Our Increasing Lifespan
We continue to see an increase in the average life expectancy in the United States, and we are proud of this accomplishment. Obviously we are doing something “right.” The average lifespan is defined as that age to which a baby born today can expect to live, based on actuarial data that estimate when 50% of those born in a given year can expect to live beyond. Data from 2003 recently issued by the Centers for Disease Control and Prevention listed 77.6 years as the average lifespan for a baby born that year, a rise of 0.3 years over that recorded just one year prior. This represents a 1.7% decline in the overall death rate. Baby girls born in 2003 can now expect to live to age 80.1 years on average, whereas baby boys can look forward to living to 74.8 years, a difference between the sexes that has continued to narrow in recent decades.

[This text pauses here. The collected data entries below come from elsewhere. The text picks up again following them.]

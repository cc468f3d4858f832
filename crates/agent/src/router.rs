//! Chooses between the query pipeline and a direct conversational answer.

use serde::Deserialize;
use tracing::info;

use crate::error::AgentError;
use crate::llm::LlmClient;
use crate::prompts;
use crate::types::{QueryCategory, RoutingDecision, clamp_confidence};

#[derive(Debug, Deserialize)]
struct RouterReply {
    should_use_sql_agent: bool,
    reasoning: String,
    confidence_score: f64,
    query_type: QueryCategory,
}

pub struct Router {
    llm: LlmClient,
}

impl Router {
    pub fn new(llm: LlmClient) -> Self {
        Self { llm }
    }

    /// Classify `message`. Provider and parse failures propagate.
    pub async fn route(&self, message: &str) -> Result<RoutingDecision, AgentError> {
        let reply: RouterReply = self.llm.complete_json(prompts::routing(message)).await?;
        let decision = RoutingDecision {
            use_structured_pipeline: reply.should_use_sql_agent,
            rationale: reply.reasoning,
            confidence: clamp_confidence(reply.confidence_score),
            category: reply.query_type,
        };
        info!(
            structured = decision.use_structured_pipeline,
            confidence = decision.confidence,
            category = ?decision.category,
            "Routing decision"
        );
        Ok(decision)
    }
}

We have seen significant declines in mortality from cancer, stroke, and heart disease—the three leading causes of death. A decline in mortality from HIV, alcohol abuse, drugs, and violent crimes also are believed to contribute to this increase in expected lifespan. Although we might gloat on this apparent success with more people living into their 80s and beyond than ever before, let us not forget the discrepancies that still exist between races even within our borders. Black men in the United States live approximately 6 years less than white men, and black women live close to 4.5 years less than white women, on average. Native Americans and Eskimos have even shorter lifespans, on average.
This is a complex issue, with genetic predisposition to certain diseases playing at least some role; access to health care, social issues, and environment have also been implicated as possible modifiable factors contributing to reduced life expectancy. When one looks beyond our own borders, however, the data are even more troubling. In 2000, the last year I was able to obtain international data for comparison, the United States had an average life expectancy of 77.1 years. That same year, Finland boasted 77.4 years, Sweden 79.6 years, Japan 80.7 years, and San Marino 81.1 years. In contrast, Cambodia had an average life expectancy of only 56.5 years, Afghanistan 45.9 years, Angola 38.3 years, and Malawi 37.6 years.
We have come a long way since the early 1900s when the average U.S. lifespan was also less than 50 years of age. Computer models tell us that even if we cure all heart disease and cancer, the average lifespan will not rise much more than 8 additional years beyond what it is currently. The goal, in my opinion, seems to be to continue to find ways to improve the “quality of life” for all for as long as possible, and not merely to prolong life for the sake of some statistic. We still have a lot to do if we are to continue to improve functional capacity and quality indicators for our growing number of elderly persons. There are still many chronic diseases that need to be conquered; fortunately, new treatment modalities continue to surface that give promise of a healthier old age for all. These are truly exciting times. Unfortunately, there is no simple solution to assure that all individuals on this planet have the same chance of living to a ripe old age, as we have become increasingly accustomed to in our country. We clearly have a long way to go to help others reach our same level of success!